Prime Minister Samak Sundaravej, who took over after Thaksin Shinawatra, the former PM, was ousted by a military coup after charges of corruption, claimed yesterday that he is being threatened by yet another coup…the result no doubt of political infighting. The military has promised there will not be another coup.

I was in Chiang Mai during the massive rallies in Bangkok. The bloodless coup finally took place while Thaksin was at a UN meeting in New York on September 19 2006 when I was already watching marches by striking teachers in Oaxaca. Thaksin was then exiled to London. But he returned to Thailand a few weeks ago and Thai political watchers are wondering what deals were struck even though Thaksin says he is finished with politics. No one believes it.

In the meantime the opposition to Thaksin has been mysteriously quiet. We have been waiting to see what will happen. Yesterday, the opposition party, PAD (People’s Alliance for Democracy), held a political forum at Thammasat University with several thousand attendees, while outside, Thaksin’s supporters held a demonstration.

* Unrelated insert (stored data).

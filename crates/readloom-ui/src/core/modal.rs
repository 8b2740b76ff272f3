//! Modal orchestration registry.
//!
//! # Design
//! - Dozens of mutually-unaware form components each own one named channel;
//!   any caller can open a channel by id and read its result without holding
//!   a reference to the owning component.
//! - Channel ids and result actions are closed enums. The literal strings are
//!   the cross-component wire contract and must not change.
//! - Each channel has two independent slots: the open/closed `config` and a
//!   `result` side-channel. Opening a channel clears its result slot first, so
//!   a stale result from a previous opening is never observed.
//! - The registry lives in the app store; subscribers always observe the
//!   latest slot values (replay-latest broadcast), and late subscribers still
//!   see a result that was set before they attached.

use readloom_api_models::{Chapter, RootFolder, Series, Volume};
use std::collections::HashMap;

/// Closed set of modal channel identifiers.
#[derive(Clone, Copy, Debug, PartialEq, Eq, Hash)]
pub enum ModalId {
    /// Yes/no gate in front of destructive actions.
    DeleteConfirmation,
    /// Read-only detail sheet for book-like series.
    BookDetails,
    /// Read-only detail sheet for manga-like series.
    MangaDetails,
    /// Summary shown after a metadata import finishes.
    ImportSuccess,
    /// Create a root folder.
    AddRootFolder,
    /// Edit an existing root folder.
    EditRootFolder,
    /// Link a root folder to a collection.
    LinkRootFolder,
    /// Create or edit a series.
    Series,
    /// Create or edit a volume.
    Volume,
    /// Create or edit a chapter.
    Chapter,
    /// First-run setup wizard.
    SetupWizard,
    /// Attach a root folder from within a collection form.
    AddRootFolderToCollection,
    /// Server-side folder picker.
    FolderBrowser,
}

impl ModalId {
    /// Every known channel id.
    pub const ALL: [Self; 13] = [
        Self::DeleteConfirmation,
        Self::BookDetails,
        Self::MangaDetails,
        Self::ImportSuccess,
        Self::AddRootFolder,
        Self::EditRootFolder,
        Self::LinkRootFolder,
        Self::Series,
        Self::Volume,
        Self::Chapter,
        Self::SetupWizard,
        Self::AddRootFolderToCollection,
        Self::FolderBrowser,
    ];

    /// The channel's wire id. These strings are shared between unrelated
    /// components and are part of the application contract.
    #[must_use]
    pub const fn as_str(self) -> &'static str {
        match self {
            Self::DeleteConfirmation => "deleteConfirmationModal",
            Self::BookDetails => "bookDetailsModal",
            Self::MangaDetails => "mangaDetailsModal",
            Self::ImportSuccess => "importSuccessModal",
            Self::AddRootFolder => "addRootFolderModal",
            Self::EditRootFolder => "editRootFolderModal",
            Self::LinkRootFolder => "linkRootFolderModal",
            Self::Series => "seriesModal",
            Self::Volume => "volumeModal",
            Self::Chapter => "chapterModal",
            Self::SetupWizard => "setupWizardModal",
            Self::AddRootFolderToCollection => "addRootFolderToCollectionModal",
            Self::FolderBrowser => "folderBrowserModal",
        }
    }

    /// Resolve a wire id back to a channel.
    #[must_use]
    pub fn from_key(key: &str) -> Option<Self> {
        Self::ALL.into_iter().find(|id| id.as_str() == key)
    }
}
//! Release calendar service.

use crate::core::store::{AppStore, remove_calendar_event, set_calendar, upsert_calendar_event};
use crate::services::api::{ApiClient, ApiError};
use readloom_api_models::{CalendarEvent, CalendarEventInput};
use std::rc::Rc;
use yewdux::prelude::Dispatch;

const BASE: &str = "/api/calendar";

/// CRUD over `/api/calendar`, writing results through the library cache.
#[derive(Clone)]
pub struct CalendarService {
    client: Rc<ApiClient>,
    dispatch: Dispatch<AppStore>,
}

impl CalendarService {
    /// Service bound to one gateway client and the shared store.
    #[must_use]
    pub fn new(client: Rc<ApiClient>, dispatch: Dispatch<AppStore>) -> Self {
        Self { client, dispatch }
    }

    /// Fetch the events in a window (`start`/`end` date params) and replace
    /// the cached window.
    ///
    /// # Errors
    /// Propagates the gateway's normalized [`ApiError`].
    pub async fn get_all(&self, params: &[(&str, &str)]) -> Result<Vec<CalendarEvent>, ApiError> {
        let events: Vec<CalendarEvent> = self.client.get(BASE, params).await?;
        let cached = events.clone();
        self.dispatch
            .reduce_mut(|store| set_calendar(&mut store.library, cached));
        Ok(events)
    }

    /// Fetch one event and merge it into the cached window.
    ///
    /// # Errors
    /// Propagates the gateway's normalized [`ApiError`].
    pub async fn get_by_id(&self, id: i64) -> Result<CalendarEvent, ApiError> {
        let event: CalendarEvent = self.client.get(&format!("{BASE}/{id}"), &[]).await?;
        let cached = event.clone();
        self.dispatch
            .reduce_mut(|store| upsert_calendar_event(&mut store.library, cached));
        Ok(event)
    }

    /// Create a manual event and merge it into the cached window.
    ///
    /// # Errors
    /// Propagates the gateway's normalized [`ApiError`].
    pub async fn create(&self, input: &CalendarEventInput) -> Result<CalendarEvent, ApiError> {
        let event: CalendarEvent = self.client.post(BASE, input).await?;
        let cached = event.clone();
        self.dispatch
            .reduce_mut(|store| upsert_calendar_event(&mut store.library, cached));
        Ok(event)
    }

    /// Update an event; the server's record wins in the cached window.
    ///
    /// # Errors
    /// Propagates the gateway's normalized [`ApiError`].
    pub async fn update(
        &self,
        id: i64,
        input: &CalendarEventInput,
    ) -> Result<CalendarEvent, ApiError> {
        let event: CalendarEvent = self.client.put(&format!("{BASE}/{id}"), input).await?;
        let cached = event.clone();
        self.dispatch
            .reduce_mut(|store| upsert_calendar_event(&mut store.library, cached));
        Ok(event)
    }

    /// Delete an event and drop it from the cached window.
    ///
    /// # Errors
    /// Propagates the gateway's normalized [`ApiError`].
    pub async fn delete(&self, id: i64) -> Result<(), ApiError> {
        let _ack: serde_json::Value = self.client.delete(&format!("{BASE}/{id}")).await?;
        self.dispatch
            .reduce_mut(|store| remove_calendar_event(&mut store.library, id));
        Ok(())
    }
}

But Thaksin still has friends in the government. The PAD has vowed it will stage massive rallies if the government moves to amend the constitution which they believe would protect Thaksin’s buddies…and Thaksin himself who is still facing corruption charges.

From a university student demonstration in Istanbul in the 90’s to win the right for women to wear jibabs, to the tsunami in Thailand when I was in Bangkok in December 2004 and from which my son and his wife barely escaped with their lives in Krabi, to unrest in Thailand before the coup, to a subway strike in New York City when we were living in Brooklyn, to a 7-month bloody rebellion in Oaxaca while I was living there, to immigration rallies in my my home state of Oregon, I wonder what I will next be witness to.

News In SE Asia

China, Cambodia, the Philippines, India and Burma are banning or reducing their rice exports in order to conserve enough supply for their local populations. Reasons for supply and demand are complex and theories abound. Iran and Indonesia are expected to place orders to Thailand the middle of this year. Thailand is working on a measure to sell rice at determined prices which are higher than the market price to slow exports. So you can expect the price of rice, especially Basmati and Thai Jasmine to go up adding to inflation.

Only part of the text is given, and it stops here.